Action item
Go through the lines below and copy each one that holds the string "existing".

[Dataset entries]
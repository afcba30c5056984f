//! Built-in role overview pages and the route table that serves them.

use crate::guard::{GuardDecision, RouteGuard};
use crate::page::{DashboardPage, PageContext, PageController, PageOutcome, PageServices};
use crate::realtime::RealtimeEvent;
use crate::subscriptions::SubscriptionSet;
use crate::types::{CommunityContext, MemberSummary};
use async_trait::async_trait;
use cohort_core::{accessible_areas, PageArea, RenderError, Role, RouteRequirement, UserIdentity};
use std::sync::Arc;
use tracing::debug;

/// Area a role lands in.
pub fn home_area(role: Role) -> PageArea {
    match role {
        Role::Admin => PageArea::Admin,
        Role::Mentor => PageArea::Mentor,
        Role::Student => PageArea::Student,
        Role::PersonalUser => PageArea::Personal,
    }
}

/// Overview dashboard for one role. Sections follow the viewer's
/// [`cohort_core::DataLoadingStrategy`].
#[derive(Debug, Clone)]
pub struct RoleOverviewPage {
    role: Role,
    name: String,
}

impl RoleOverviewPage {
    pub fn new(role: Role) -> Self {
        let area = home_area(role).prefix().trim_start_matches('/');
        Self {
            role,
            name: format!("{}-overview", area),
        }
    }

    pub fn role(&self) -> Role {
        self.role
    }
}

#[async_trait]
impl DashboardPage for RoleOverviewPage {
    fn name(&self) -> &str {
        &self.name
    }

    fn required_role(&self) -> Option<Role> {
        Some(self.role)
    }

    async fn render_dashboard_content(&self, ctx: &PageContext<'_>) -> Result<(), RenderError> {
        let strategy = ctx.strategy();
        let force = ctx.force_refresh();
        let community = ctx.resolver().community_id();
        let community = community.as_ref();

        if strategy.load_community {
            ctx.section("community", || async move {
                let context = ctx
                    .resolver()
                    .load_community_context(force)
                    .await
                    .map_err(|err| RenderError::data("community", err))?;
                Ok(community_lines(&context))
            })
            .await;
        }
        if strategy.load_users {
            ctx.section("users", || async move {
                let users = ctx
                    .data()
                    .users(force)
                    .await
                    .map_err(|err| RenderError::data("users", err))?;
                Ok(member_lines(&users))
            })
            .await;
        }
        if strategy.load_mentors {
            ctx.section("mentors", || async move {
                let mentors = ctx
                    .data()
                    .mentors(community, force)
                    .await
                    .map_err(|err| RenderError::data("mentors", err))?;
                Ok(member_lines(&mentors))
            })
            .await;
        }
        if strategy.load_students {
            ctx.section("students", || async move {
                let students = ctx
                    .data()
                    .students(community, force)
                    .await
                    .map_err(|err| RenderError::data("students", err))?;
                Ok(member_lines(&students))
            })
            .await;
        }
        if strategy.load_analytics {
            if let Some(community) = community {
                ctx.section("analytics", || async move {
                    let snapshot = ctx
                        .data()
                        .analytics(community, force)
                        .await
                        .map_err(|err| RenderError::data("analytics", err))?;
                    Ok(snapshot
                        .metrics
                        .iter()
                        .map(|(metric, value)| format!("{}: {:.2}", metric, value))
                        .collect())
                })
                .await;
            }
        }
        if strategy.load_personal {
            ctx.section("personal", || async move {
                let overview = ctx
                    .data()
                    .personal_overview(&ctx.identity().id, force)
                    .await
                    .map_err(|err| RenderError::data("personal", err))?;
                let mut lines = vec![format!("completed sessions: {}", overview.completed_sessions)];
                lines.extend(overview.goals.iter().map(|goal| format!("goal: {}", goal)));
                Ok(lines)
            })
            .await;
        }
        Ok(())
    }

    /// Drop cached community data whenever the feed reports a change to the
    /// viewer's community.
    fn on_ready(
        &self,
        services: &PageServices,
        identity: &UserIdentity,
        subscriptions: &mut SubscriptionSet,
    ) {
        let Some(community) = identity.community_id.clone() else {
            return;
        };
        let data = services.data.clone();
        let subscription = services
            .realtime
            .subscribe(format!("{}:community", self.name), move |event| {
                if event.community_id() != Some(&community) {
                    return;
                }
                let dropped = data.invalidate_community(&community);
                let members = if matches!(event, RealtimeEvent::MemberJoined { .. }) {
                    data.invalidate_members()
                } else {
                    0
                };
                debug!(
                    event_type = event.event_type(),
                    community = %community,
                    dropped,
                    members,
                    "community data invalidated"
                );
            });
        subscriptions.push(subscription);
    }
}

fn community_lines(context: &CommunityContext) -> Vec<String> {
    let mut lines = Vec::new();
    if let Some(summary) = &context.summary {
        lines.push(format!(
            "{}: {} members ({} mentors, {} students)",
            summary.name, summary.member_count, summary.mentor_count, summary.student_count
        ));
    }
    if let Some(insights) = &context.insights {
        lines.push(format!(
            "{} active pairings, {} sessions this week, engagement {:.2}",
            insights.active_pairings, insights.sessions_this_week, insights.engagement_score
        ));
    }
    if lines.is_empty() {
        lines.push("not part of a community yet".to_string());
    }
    lines
}

fn member_lines(members: &[MemberSummary]) -> Vec<String> {
    members
        .iter()
        .map(|member| format!("{} ({})", member.display_name, member.role))
        .collect()
}

/// One area of the dashboard and who may open it.
#[derive(Clone)]
pub struct Route {
    pub area: PageArea,
    pub requirement: RouteRequirement,
    pub page: Arc<dyn DashboardPage>,
}

impl std::fmt::Debug for Route {
    fn fmt(&self, f: &mut std::fmt::Formatter<'_>) -> std::fmt::Result {
        f.debug_struct("Route")
            .field("area", &self.area)
            .field("requirement", &self.requirement)
            .field("page", &self.page.name())
            .finish()
    }
}

/// Result of [`RouteTable::open`].
#[derive(Debug)]
pub enum Visit {
    /// The guard stopped the navigation before any page logic ran.
    Denied(GuardDecision),
    Opened {
        controller: PageController,
        outcome: PageOutcome,
    },
}

/// Path prefix to page mapping.
#[derive(Debug, Clone, Default)]
pub struct RouteTable {
    routes: Vec<Route>,
}

impl RouteTable {
    pub fn new() -> Self {
        Self::default()
    }

    /// One overview page per area. An area admits every role whose
    /// accessible areas include it.
    pub fn standard() -> Self {
        let mut table = Self::new();
        for role in Role::all() {
            let area = home_area(*role);
            let admitted = Role::all()
                .iter()
                .copied()
                .filter(|candidate| accessible_areas(*candidate).contains(&area));
            table.insert(Route {
                area,
                requirement: RouteRequirement::with_roles(admitted),
                page: Arc::new(RoleOverviewPage::new(*role)),
            });
        }
        table
    }

    /// Add a route, replacing any existing route for the same area.
    pub fn insert(&mut self, route: Route) {
        self.routes.retain(|existing| existing.area != route.area);
        self.routes.push(route);
    }

    pub fn routes(&self) -> &[Route] {
        &self.routes
    }

    pub fn resolve(&self, path: &str) -> Option<&Route> {
        let area = PageArea::of_path(path)?;
        self.routes.iter().find(|route| route.area == area)
    }

    /// Guard `path`, then run its page lifecycle. `None` for unknown paths.
    pub async fn open(
        &self,
        path: &str,
        guard: &RouteGuard,
        services: &PageServices,
    ) -> Option<Visit> {
        let route = self.resolve(path)?;
        let decision = guard.check(&route.requirement).await;
        if !decision.is_allowed() {
            return Some(Visit::Denied(decision));
        }
        let mut controller = PageController::new(route.page.clone(), services.clone());
        let outcome = controller.initialize().await;
        Some(Visit::Opened {
            controller,
            outcome,
        })
    }
}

Result of the exercise
    /// Add a route, replacing any existing route for the same area.
        self.routes.retain(|existing| existing.area != route.area);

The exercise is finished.